Breaking News

Luar Negeri

Sosok Abu Mohammed al-Jawlani, Pimpin Pemberontakan Gulingkan Assad, AS Hargai Kepalanya Rp158 M

Abu Mohammed al-Jawlani, yang dituduh sebagai pelanggar hak asasi manusia, memimpin HTS, yang merupakan jaringan al-Qaeda

|
Editor: Faisal Zamzami
Tangkap layar X
Abu Mohammed al-Jawlani. Kelompok Hayat Tahrir al-Sham (HTS) kini menguasai Aleppo, kota terbesar kedua di Suriah, melalui serangan mendadak yang dipimpin oleh Abu Mohammed al-Jawlani. 

SERAMBINEWS.COM - Kelompok Hayat Tahrir al-Sham (HTS) kini menguasai Aleppo, kota terbesar kedua di Suriah, melalui serangan mendadak yang dipimpin oleh Abu Mohammed al-Jawlani (Abu Mohammed al-Golani).

Al-Jawlani adalah sosok yang pernah membelot dari al-Qaeda dan ISIS. 

Dia juga dikenal sebagai pemimpin kelompok penentang pemerintahan Presiden Bashar al-Assad.

Baca juga: Israel Bombardir Damaskus hingga Duduki Zona Suriah di Golan Setelah HTS Gulingkan Bashar Al-Assad

Abu Mohammed al-Jawlani, yang dituduh sebagai pelanggar hak asasi manusia, memimpin HTS, yang merupakan jaringan al-Qaeda dan telah dilabeli sebagai organisasi teroris oleh banyak negara.

Pemerintah Amerika Serikat (AS) menawarkan hadiah sebesar $10 juta (sekitar Rp158 miliar) bagi siapa saja yang dapat menangkapnya.

Dikutip dari BBC, identitas asli al-Jawlani menjadi perdebatan.
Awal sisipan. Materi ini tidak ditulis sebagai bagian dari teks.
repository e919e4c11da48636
use anyhow::{Result, anyhow};
use movies_server::config::{Parser, ServerConfig};
use rand::Rng as _;
use reqwest::Url;
use tempfile::TempDir;
use tokio::sync::oneshot;
use tracing::{debug, error};

/// Form field carrying the anti-forgery token.
pub const TOKEN_FIELD: &str = "__RequestVerificationToken";

fn random_port() -> Result<u16> {
    let mut rng = rand::rng();

    let mut retries = 3;
    while retries > 0 {
        let port: u16 = rng.random_range(3030..4030);
        let addr: std::net::SocketAddr = format!("127.0.0.1:{}", port).parse()?;
        match std::net::TcpStream::connect_timeout(&addr, std::time::Duration::from_millis(100)) {
            Err(e) if e.kind() == std::io::ErrorKind::ConnectionRefused => return Ok(port),
            Err(_) => retries -= 1,
            Ok(_) => retries -= 1,
        }
    }

    Err(anyhow!("Could not find a free port"))
}

pub struct ConfigGuard {
    #[allow(dead_code)]
    data_dir: TempDir,
}

pub fn test_config(test_name: &str) -> Result<(ServerConfig, ConfigGuard)> {
    let tmp_data_dir = TempDir::with_prefix(format!("{}_", test_name))?;
    let data_dir = tmp_data_dir.path().to_string_lossy().to_string();
    let port = random_port()?.to_string();
    let args = &[
        "movies-e2e-tests",
        "--data-dir",
        &data_dir,
        "--port",
        &port,
        "--listen-address",
        "127.0.0.1",
    ];
    let config = ServerConfig::try_parse_from(args)?;
    Ok((
        config,
        ConfigGuard {
            data_dir: tmp_data_dir,
        },
    ))
}

pub fn base_url(config: &ServerConfig) -> Result<Url> {
    Ok(Url::parse(&format!("http://localhost:{}/", config.port))?)
}

/// Test config with fresh database, migrated and seeded.
pub async fn prepare_env(test_name: &str) -> Result<(ServerConfig, ConfigGuard)> {
    let (config, guard) = test_config(test_name)?;
    let pool = movies_dal::new_pool(&config.database_url()).await?;
    movies_dal::migrate(&pool).await?;
    pool.close().await;
    Ok((config, guard))
}

/// Stops the server when dropped.
pub struct ServerGuard {
    #[allow(dead_code)]
    shutdown: oneshot::Sender<()>,
}

pub async fn spawn_server(config: ServerConfig) -> Result<ServerGuard> {
    let state = movies_server::run::build_state(&config).await?;
    let port = config.port;
    let (shutdown, shutdown_rx) = oneshot::channel::<()>();
    tokio::spawn(async move {
        let signal = async move {
            let _ = shutdown_rx.await;
        };
        if let Err(e) = movies_server::run::run_graceful_with_state(config, state, signal).await {
            error!("Server error: {e}");
        }
    });

    let addr: std::net::SocketAddr = format!("127.0.0.1:{}", port).parse()?;
    for _ in 0..50 {
        if tokio::net::TcpStream::connect(addr).await.is_ok() {
            debug!("Server is up on port {port}");
            return Ok(ServerGuard { shutdown });
        }
        tokio::time::sleep(std::time::Duration::from_millis(20)).await;
    }
    Err(anyhow!("Server did not start on port {port}"))
}

/// Client keeping cookies and not following redirects.
pub fn client() -> Result<reqwest::Client> {
    let client = reqwest::Client::builder()
        .cookie_store(true)
        .redirect(reqwest::redirect::Policy::none())
        .build()?;
    Ok(client)
}

/// Fetches a form view and returns its anti-forgery token.
pub async fn fetch_token(client: &reqwest::Client, url: Url) -> Result<String> {
    let response = client.get(url).send().await?;
    if !response.status().is_success() {
        return Err(anyhow!("Form request failed with {}", response.status()));
    }
    let view: serde_json::Value = response.json().await?;
    view["antiforgery_token"]
        .as_str()
        .map(str::to_string)
        .ok_or_else(|| anyhow!("No token in view"))
}
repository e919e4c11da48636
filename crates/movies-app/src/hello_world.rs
//! Greeting demo, shows binding of query and route parameters with defaults.
//!
//! Parameter names match case-insensitively. A missing, empty or unparsable
//! value falls back to its default, it is never a bad request.

use axum::{
    extract::{Path, Query},
    response::IntoResponse,
    routing::get,
};
use serde::Serialize;

use crate::{state::AppState, view::View};

const DEFAULT_NAME: &str = "DEFAULT_NAME";
const DEFAULT_NUM_TIMES: i32 = 1;
const DEFAULT_ID: i32 = 10;

type QueryPairs = Vec<(String, String)>;

#[derive(Debug, Clone, PartialEq)]
pub struct WelcomeParams {
    pub name: String,
    pub num_times: i32,
    pub id: i32,
}

/// First non-blank value of the parameter, the name is matched ignoring case.
fn lookup<'a>(query: &'a [(String, String)], name: &str) -> Option<&'a str> {
    query
        .iter()
        .filter(|(key, _)| key.eq_ignore_ascii_case(name))
        .map(|(_, value)| value.as_str())
        .find(|value| !value.trim().is_empty())
}

fn parse_or(value: Option<&str>, default: i32) -> i32 {
    value
        .and_then(|v| v.trim().parse().ok())
        .unwrap_or(default)
}

impl WelcomeParams {
    pub fn from_query(query: &[(String, String)]) -> Self {
        WelcomeParams {
            name: lookup(query, "name").unwrap_or(DEFAULT_NAME).to_string(),
            num_times: parse_or(lookup(query, "numTimes"), DEFAULT_NUM_TIMES),
            id: parse_or(lookup(query, "id"), DEFAULT_ID),
        }
    }
}

#[derive(Debug, Serialize)]
pub struct WelcomeViewModel {
    pub num_times: i32,
    pub message: String,
}

impl From<WelcomeParams> for WelcomeViewModel {
    fn from(params: WelcomeParams) -> Self {
        WelcomeViewModel {
            num_times: params.num_times,
            message: format!("Hello {}, your ID is {}", params.name, params.id),
        }
    }
}

pub async fn index() -> impl IntoResponse {
    View::new("HelloWorld/Index", ())
}

pub async fn welcome(Query(query): Query<QueryPairs>) -> impl IntoResponse {
    View::new(
        "HelloWorld/Welcome",
        WelcomeViewModel::from(WelcomeParams::from_query(&query)),
    )
}

/// Numeric id from the route segment takes precedence over query.
pub async fn welcome_with_id(
    Path(id): Path<String>,
    Query(query): Query<QueryPairs>,
) -> impl IntoResponse {
    let mut params = WelcomeParams::from_query(&query);
    if let Ok(id) = id.trim().parse() {
        params.id = id;
    }
    View::new("HelloWorld/Welcome", WelcomeViewModel::from(params))
}

pub fn router() -> axum::Router<AppState> {
    axum::Router::new()
        .route("/HelloWorld", get(index))
        .route("/HelloWorld/Index", get(index))
        .route("/HelloWorld/Welcome", get(welcome))
        .route("/HelloWorld/Welcome/{id}", get(welcome_with_id))
}

#[cfg(test)]
mod tests {
    use super::*;

    fn query(pairs: &[(&str, &str)]) -> QueryPairs {
        pairs
            .iter()
            .map(|(k, v)| (k.to_string(), v.to_string()))
            .collect()
    }

    #[test]
    fn test_defaults() {
        let params = WelcomeParams::from_query(&[]);
        assert_eq!(params.name, "DEFAULT_NAME");
        assert_eq!(params.num_times, 1);
        assert_eq!(params.id, 10);
    }

    #[test]
    fn test_blank_and_invalid_values() {
        let params = WelcomeParams::from_query(&query(&[
            ("name", ""),
            ("numTimes", ""),
            ("ID", "ten"),
        ]));
        assert_eq!(
            params,
            WelcomeParams {
                name: "DEFAULT_NAME".into(),
                num_times: 1,
                id: 10
            }
        );
    }

    #[test]
    fn test_names_ignore_case() {
        let params = WelcomeParams::from_query(&query(&[
            ("Name", "Rick"),
            ("NUMTIMES", "4"),
            ("ID", "3"),
            ("id", "4"),
        ]));
        assert_eq!(params.name, "Rick");
        assert_eq!(params.num_times, 4);
        assert_eq!(params.id, 3);
    }
}
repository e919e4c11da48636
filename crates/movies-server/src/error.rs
pub type Error = anyhow::Error;
pub type Result<T, E = Error> = std::result::Result<T, E>;
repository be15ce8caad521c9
//! SQLite connection management with pragma configuration.
//!
//! This module handles opening the SQLite database, applying required pragmas
//! for performance and concurrency (WAL mode), and running migrations.

use super::migrations;
use crate::Error;
use std::path::Path;
use tokio_rusqlite::Connection;

const PRAGMAS: &str = "PRAGMA journal_mode=WAL;
     PRAGMA synchronous=NORMAL;
     PRAGMA temp_store=MEMORY;
     PRAGMA foreign_keys=ON;";

/// SQLite-backed cache store.
///
/// Wraps a tokio-rusqlite Connection that runs database operations
/// on a background thread.
#[derive(Clone, Debug)]
pub struct SqliteStore {
    pub(crate) conn: Connection,
}

impl SqliteStore {
    /// Open a database at the specified path.
    ///
    /// Creates the file if it doesn't exist, applies performance pragmas,
    /// and runs any pending migrations.
    pub async fn open(path: impl AsRef<Path>) -> Result<Self, Error> {
        let conn = Connection::open(path).await.map_err(|e| Error::Database(e.into()))?;
        Self::prepare(conn).await
    }

    /// Open an in-memory database for testing.
    pub async fn open_in_memory() -> Result<Self, Error> {
        let conn = Connection::open_in_memory()
            .await
            .map_err(|e| Error::Database(e.into()))?;
        Self::prepare(conn).await
    }

    async fn prepare(conn: Connection) -> Result<Self, Error> {
        conn.call(|conn| {
            conn.execute_batch(PRAGMAS)?;
            Ok(())
        })
        .await
        .map_err(Error::Database)?;

        migrations::run(&conn).await?;

        Ok(Self { conn })
    }
}
//! Configuration validation rules.
//!
//! This module provides validation logic for `CacheConfig` values
//! after they have been loaded from environment, files, or defaults.

use crate::config::CacheConfig;
use thiserror::Error;

/// Configuration validation errors.
#[derive(Debug, Error)]
pub enum ConfigError {
    #[error("failed to load configuration: {0}")]
    LoadFailed(String),

    #[error("invalid configuration: {field} - {reason}")]
    Invalid { field: String, reason: String },
}

impl CacheConfig {
    /// Validate configuration values after loading.
    ///
    /// # Errors
    ///
    /// Returns `ConfigError::Invalid` if:
    /// - `max_body_bytes` is 0 or exceeds 50MB
    /// - `max_ttl_ms` is set to 0
    /// - `timeout_ms` is less than 100ms or exceeds 5 minutes
    /// - `user_agent` is empty
    pub fn validate(&self) -> Result<(), ConfigError> {
        if self.max_body_bytes == 0 {
            return Err(ConfigError::Invalid {
                field: "max_body_bytes".into(),
                reason: "must be greater than 0".into(),
            });
        }
        if self.max_body_bytes > 50 * 1024 * 1024 {
            return Err(ConfigError::Invalid { field: "max_body_bytes".into(), reason: "must not exceed 50MB".into() });
        }

        if self.max_ttl_ms == Some(0) {
            return Err(ConfigError::Invalid { field: "max_ttl_ms".into(), reason: "must be greater than 0".into() });
        }

        if self.timeout_ms < 100 {
            return Err(ConfigError::Invalid { field: "timeout_ms".into(), reason: "must be at least 100ms".into() });
        }
        if self.timeout_ms > 300_000 {
            return Err(ConfigError::Invalid {
                field: "timeout_ms".into(),
                reason: "must not exceed 5 minutes (300000ms)".into(),
            });
        }

        if self.user_agent.is_empty() {
            return Err(ConfigError::Invalid { field: "user_agent".into(), reason: "must not be empty".into() });
        }

        if self.strict_ttl && self.max_ttl_ms.is_some() {
            tracing::debug!(
                max_ttl_ms = self.max_ttl_ms,
                "strict_ttl and max_ttl_ms are both set; the smaller TTL wins"
            );
        }

        Ok(())
    }
}
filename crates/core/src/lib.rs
//! Core types and shared functionality for stow.
//!
//! This crate provides:
//! - Request descriptors and cache key derivation
//! - The storage backend contract, the storage adapter and bundled backends
//! - Unified storage error types
//! - Configuration structures

pub mod cache;
pub mod config;
pub mod error;
pub mod request;

pub use cache::{CacheEntry, CacheKey, MemoryStore, SqliteStore, Storage, StorageBackend, cache_key};
pub use config::{CacheConfig, ConfigError};
pub use error::Error;
pub use request::{BodyStream, BoxError, CacheOverrides, RequestBody, RequestDescriptor};
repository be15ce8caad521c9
//! URL canonicalization for request targets given as strings.

use stow_core::RequestDescriptor;

/// Error type for URL canonicalization failures.
#[derive(Debug, Clone, thiserror::Error)]
pub enum UrlError {
    #[error("empty URL")]
    Empty,

    #[error("unsupported scheme: {0}")]
    UnsupportedScheme(String),

    #[error("invalid URL: {0}")]
    InvalidUrl(String),
}

/// Canonicalize a URL string.
///
/// Normalization steps:
/// 1. Trim leading/trailing whitespace
/// 2. Default scheme to https:// if missing
/// 3. Lowercase the host
/// 4. Remove fragment (#...)
/// 5. Keep query string intact (do not reorder)
pub fn canonicalize(input: &str) -> Result<url::Url, UrlError> {
    let trimmed = input.trim();

    if trimmed.is_empty() {
        return Err(UrlError::Empty);
    }

    let url_str = if trimmed.contains("://") { trimmed.to_string() } else { format!("https://{trimmed}") };

    let mut parsed = url::Url::parse(&url_str).map_err(|e| UrlError::InvalidUrl(e.to_string()))?;

    match parsed.scheme() {
        "http" | "https" => {}
        scheme => return Err(UrlError::UnsupportedScheme(scheme.to_string())),
    }

    if parsed.host_str().is_none() {
        return Err(UrlError::InvalidUrl("missing host".into()));
    }

    parsed.set_fragment(None);

    Ok(parsed)
}

/// Parse a URL string into a request descriptor.
pub fn parse_descriptor(input: &str) -> Result<RequestDescriptor, UrlError> {
    canonicalize(input).map(RequestDescriptor::from)
}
Dalam wawancara dengan PBS, ia mengaku bernama asli Ahmed al-Sharaa, lahir di Riyadh, Arab Saudi, dan dibesarkan di Damaskus, Suriah.

Namun, laporan lain menyebutkan bahwa ia mungkin lahir di Deir ez-Zor, Suriah Timur, dengan rentang tahun kelahiran yang berbeda-beda, antara 1975 hingga 1981.

Baca juga: Pemberontak Suriah Kuasai Aleppo, Panglima Perang HTS Abu Mohammed Bertekad Gulingkan Presiden Assad

Karier Militer dan Kepemimpinan HTS

Al-Jawlani bergabung dengan al-Qaeda di Irak setelah invasi militer koalisi yang dipimpin AS pada 2003.

Ia ditangkap oleh pasukan AS pada 2010 dan dipenjara di Camp Bucca, di mana ia bertemu dengan berbagai kombatan militan.

Setelah dibebaskan, ia menjadi komandan kelompok bersenjata Nusra, yang terafiliasi dengan ISIS, sebelum memutuskan hubungan dengan ISIS pada 2013 dan beralih ke al-Qaeda.

Pada 2017, al-Jawlani menggabungkan berbagai kelompok milisi di Suriah untuk membentuk Hayat Tahrir al-Sham dan menjabat sebagai pemimpin.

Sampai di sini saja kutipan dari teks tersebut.